Coagulation Reference Values and Indications for the Use of Plasma Derivatives in Neonates: A Narrative Review

Abstract

Normal levels of coagulation factors in neonates are generally lower, which lead to prolonged clotting times, namely
prothrombin time and activated partial thromboplastin time. These tests are frequently requested in neonatal intensive care units, and altered values are commonly found. However, these coagulation factor deficiencies are physiologic. Developmental hemostasis is a process that leads to the progressive increase of coagulation factor levels from birth to adulthood. It is crucial to define appropriate reference values for activated partial thromboplastin time, prothrombin time, and fibrinogen levels to avoid unnecessary transfusions. Physicians tend to prophylactically transfuse neonates in the presence of abnormal test results in an attempt to correct these deficiencies and decrease bleeding risk. As these changes are not associated with an increased risk of bleeding, namely intraventricular hemorrhage, most neonates do not require the transfusion of plasma products.
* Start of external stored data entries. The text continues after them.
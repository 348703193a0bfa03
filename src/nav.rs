//! Pool NAV derivation and proportional share math.
//!
//! NAV sums each asset's weighted net holdings (spot + credit, minus the fee
//! earmark) at its spot price. Share minting and burning is proportional:
//! `shares = value / nav_per_share`, with a 1:1 seeding rule for the first
//! deposit into an empty pool.

use crate::asset::AssetState;
use crate::types::{round_down, AssetId};
use rust_decimal::Decimal;
use std::collections::HashMap;

/// Value contributed by one asset: `spot_weight * (spot + credit - collected_fee) * price`.
pub fn asset_value(state: &AssetState, price: Decimal) -> Decimal {
    let net_holdings =
        state.ledger.spot_liquidity + state.ledger.credit - state.ledger.collected_fee;
    state.params.spot_weight * net_holdings * price
}

/// Aggregate NAV over all assets with a known price. Assets missing from the
/// price map contribute nothing; the caller decides whether that is acceptable.
pub fn pool_nav<'a>(
    assets: impl Iterator<Item = &'a AssetState>,
    prices: &HashMap<AssetId, Decimal>,
) -> Decimal {
    assets
        .filter_map(|state| prices.get(&state.meta.id).map(|p| asset_value(state, *p)))
        .sum()
}

/// Shares minted for `value` of deposited liquidity. Truncates in the pool's
/// favor. An empty pool seeds 1:1 regardless of the quoted share price.
pub fn shares_for_value(value: Decimal, share_price: Decimal, total_supply: Decimal) -> Decimal {
    if total_supply.is_zero() {
        return value;
    }
    round_down(value / share_price)
}

/// Gross token amount redeemed by burning `shares`, before fees.
pub fn amount_for_shares(shares: Decimal, share_price: Decimal, asset_price: Decimal) -> Decimal {
    round_down(shares * share_price / asset_price)
}
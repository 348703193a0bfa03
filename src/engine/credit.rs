//! Borrow and repay orchestration.
//!
//! The external trading/liquidation modules drive this surface with the
//! governance capability; the pool itself never decides when principal moves.
//! Funding accrues first, ledger effects are validated on a copy, the external
//! transfer runs, and only then is the new entry committed.

use super::core::Pool;
use super::results::PoolError;
use crate::events::{BorrowEvent, EventPayload, RepayEvent};
use crate::types::{AccountId, AssetId};
use rust_decimal::Decimal;

impl Pool {
    /// Lend `principal` of the asset to `receiver`, who receives
    /// `principal - fee` of the underlying token; the fee stays in the pool
    /// as collected revenue.
    pub fn borrow_asset(
        &mut self,
        caller: AccountId,
        receiver: AccountId,
        asset_id: AssetId,
        principal: Decimal,
        fee: Decimal,
    ) -> Result<(), PoolError> {
        self.require_governor(caller)?;

        if principal <= Decimal::ZERO || fee.is_sign_negative() || fee > principal {
            return Err(PoolError::InvalidAmount(principal));
        }

        let state = self.asset(asset_id)?;
        if !state.flags.enabled || !state.flags.openable {
            return Err(PoolError::AssetNotOpenable(asset_id));
        }
        let token = state.meta.token;

        self.accrue_funding(asset_id)?;

        let mut entry = self.asset(asset_id)?.ledger;
        entry.borrow(principal, fee)?;

        self.tokens.transfer(token, receiver, principal - fee)?;

        self.asset_mut(asset_id)?.ledger = entry;
        self.emit_event(EventPayload::AssetBorrowed(BorrowEvent {
            asset_id,
            receiver,
            principal,
            fee,
        }));
        Ok(())
    }

    /// Accept repayment of `principal` plus `fee` (the payer has already moved
    /// the tokens into the pool's balance). `bad_debt` writes credit off with
    /// no inflow and is only ever non-zero under a liquidation shortfall.
    pub fn repay_asset(
        &mut self,
        caller: AccountId,
        payer: AccountId,
        asset_id: AssetId,
        principal: Decimal,
        fee: Decimal,
        bad_debt: Decimal,
    ) -> Result<(), PoolError> {
        self.require_governor(caller)?;

        if principal.is_sign_negative() || fee.is_sign_negative() || bad_debt.is_sign_negative() {
            return Err(PoolError::InvalidAmount(principal));
        }
        if principal + bad_debt <= Decimal::ZERO {
            return Err(PoolError::InvalidAmount(principal));
        }

        // asset must exist, but repayment is accepted even for assets that have
        // since been disabled: outstanding credit must always be returnable
        self.asset(asset_id)?;

        self.accrue_funding(asset_id)?;

        let mut entry = self.asset(asset_id)?.ledger;
        entry.repay(principal, fee, bad_debt)?;

        self.asset_mut(asset_id)?.ledger = entry;
        self.emit_event(EventPayload::AssetRepaid(RepayEvent {
            asset_id,
            payer,
            principal,
            fee,
            bad_debt,
        }));
        Ok(())
    }
}
// 3.0: the per-asset ledger entry. three numbers carry the whole accounting model:
// spot_liquidity (on-hand balance), credit (principal lent out), collected_fee
// (fee revenue earmarked inside spot_liquidity, excluded from NAV and withdrawal).
//
// conservation: spot_liquidity + credit moves only by net principal flows.
// fees are additive. no operation may drive any of the three negative.

use rust_decimal::Decimal;
use serde::{Deserialize, Serialize};

#[derive(Debug, Clone, Copy, Default, PartialEq, Eq, Serialize, Deserialize)]
pub struct LedgerEntry {
    pub spot_liquidity: Decimal,
    pub collected_fee: Decimal,
    pub credit: Decimal,
}

impl LedgerEntry {
    pub fn new() -> Self {
        Self::default()
    }

    // balance not earmarked as fee revenue; the most an LP withdrawal can take
    pub fn withdrawable(&self) -> Decimal {
        self.spot_liquidity - self.collected_fee
    }

    /// Lend `principal` out of spot liquidity. The fee is paid by the borrower
    /// and stays in the pool: the receiver is transferred `principal - fee`.
    pub fn borrow(&mut self, principal: Decimal, fee: Decimal) -> Result<(), LedgerError> {
        if principal > self.spot_liquidity {
            return Err(LedgerError::InsufficientLiquidity {
                requested: principal,
                available: self.spot_liquidity,
            });
        }
        self.spot_liquidity = self.spot_liquidity - principal + fee;
        self.credit += principal;
        self.collected_fee += fee;
        Ok(())
    }

    /// Return `principal` (plus fee) to the pool. `bad_debt` is written off
    /// against credit with no liquidity inflow; only the external liquidation
    /// collaborator decides when that path is taken.
    pub fn repay(
        &mut self,
        principal: Decimal,
        fee: Decimal,
        bad_debt: Decimal,
    ) -> Result<(), LedgerError> {
        if principal + bad_debt > self.credit {
            return Err(LedgerError::RepayExceedsCredit {
                requested: principal + bad_debt,
                credit: self.credit,
            });
        }
        self.credit -= principal + bad_debt;
        self.spot_liquidity += principal + fee;
        self.collected_fee += fee;
        Ok(())
    }

    /// Record a liquidity deposit of `amount`, `fee` of which is earmarked.
    pub fn add_liquidity(&mut self, amount: Decimal, fee: Decimal) {
        self.spot_liquidity += amount;
        self.collected_fee += fee;
    }

    /// Record a liquidity withdrawal. `amount` is the gross value leaving the
    /// LP's share; the fee portion stays behind as earmarked revenue, so the
    /// actual outflow is `amount - fee`.
    pub fn remove_liquidity(&mut self, amount: Decimal, fee: Decimal) -> Result<(), LedgerError> {
        let outflow = amount - fee;
        if outflow > self.withdrawable() {
            return Err(LedgerError::InsufficientLiquidity {
                requested: outflow,
                available: self.withdrawable(),
            });
        }
        self.spot_liquidity -= outflow;
        self.collected_fee += fee;
        Ok(())
    }
}

#[derive(Debug, Clone, PartialEq, Eq, thiserror::Error)]
pub enum LedgerError {
    #[error("insufficient spot liquidity: requested {requested}, available {available}")]
    InsufficientLiquidity {
        requested: Decimal,
        available: Decimal,
    },

    #[error("repay {requested} exceeds outstanding credit {credit}")]
    RepayExceedsCredit { requested: Decimal, credit: Decimal },
}
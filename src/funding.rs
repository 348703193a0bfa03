// 2.0: funding accrual. borrowers pay a utilization-sensitive carrying cost,
// tracked as a cumulative index that only ever moves forward.
// 2.0 has the params/state structs. 2.1 has the accrual logic.
//
// there is no background job: accrue() runs lazily on-path before any
// borrow/repay/fill that depends on up-to-date funding, and is a no-op when
// no time has passed.

use crate::ledger::LedgerEntry;
use crate::types::{round_down, Timestamp};
use rust_decimal::Decimal;
use rust_decimal_macros::dec;
use serde::{Deserialize, Serialize};

/// Per-asset funding configuration. Both rates are per funding interval
/// (the interval itself is a pool-level scalar).
#[derive(Debug, Clone, Copy, PartialEq, Eq, Serialize, Deserialize)]
pub struct FundingParams {
    pub base_rate: Decimal,
    /// Scaled by utilization before being added to the base rate.
    pub dynamic_rate: Decimal,
}

impl Default for FundingParams {
    fn default() -> Self {
        Self {
            base_rate: dec!(0.0001),
            dynamic_rate: Decimal::ZERO,
        }
    }
}

#[derive(Debug, Clone, Copy, PartialEq, Eq, Serialize, Deserialize)]
pub struct FundingState {
    /// Monotonically non-decreasing cumulative funding index.
    pub cumulative_index: Decimal,
    pub last_update: Timestamp,
}

impl FundingState {
    pub fn new(timestamp: Timestamp) -> Self {
        Self {
            cumulative_index: Decimal::ZERO,
            last_update: timestamp,
        }
    }
}

// 2.1: utilization = credit / (spot + credit). zero for an empty pool. floored.
pub fn utilization(ledger: &LedgerEntry) -> Decimal {
    let total = ledger.spot_liquidity + ledger.credit;
    if total.is_zero() {
        return Decimal::ZERO;
    }
    round_down(ledger.credit / total)
}

/// Advance the cumulative index by `(elapsed / interval) * (base + dynamic * utilization)`.
/// Returns the accrued delta, or `None` when no time has passed (idempotent at a
/// fixed timestamp). Read-only with respect to the ledger entry.
pub fn accrue(
    state: &mut FundingState,
    params: &FundingParams,
    ledger: &LedgerEntry,
    now: Timestamp,
    interval_ms: i64,
) -> Option<Decimal> {
    let elapsed = now.elapsed_ms(state.last_update);
    if elapsed <= 0 {
        return None;
    }

    let fraction = Decimal::from(elapsed) / Decimal::from(interval_ms);
    let rate = params.base_rate + params.dynamic_rate * utilization(ledger);
    let delta = round_down(fraction * rate);

    state.cumulative_index += delta;
    state.last_update = now;
    Some(delta)
}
In fact, transfusion of blood products has risks, and transfusion recipients should be carefully selected. This review aimed to determine the reference range values for fibrinogen and clotting times (prothrombin time and activated partial thromboplastin time) in neonates. Moreover, it was attempted to identify the specific indications for the transfusion of plasma derivatives. This review emphasizes the need for evidence-based reference ranges for coagulation tests (activated partial thromboplastin time, prothrombin time, fibrinogen), in preterm and full-term infants, as well as the importance of establishing universal guidelines for the transfusions of plasma products to ensure a standard clinical approach to this subject.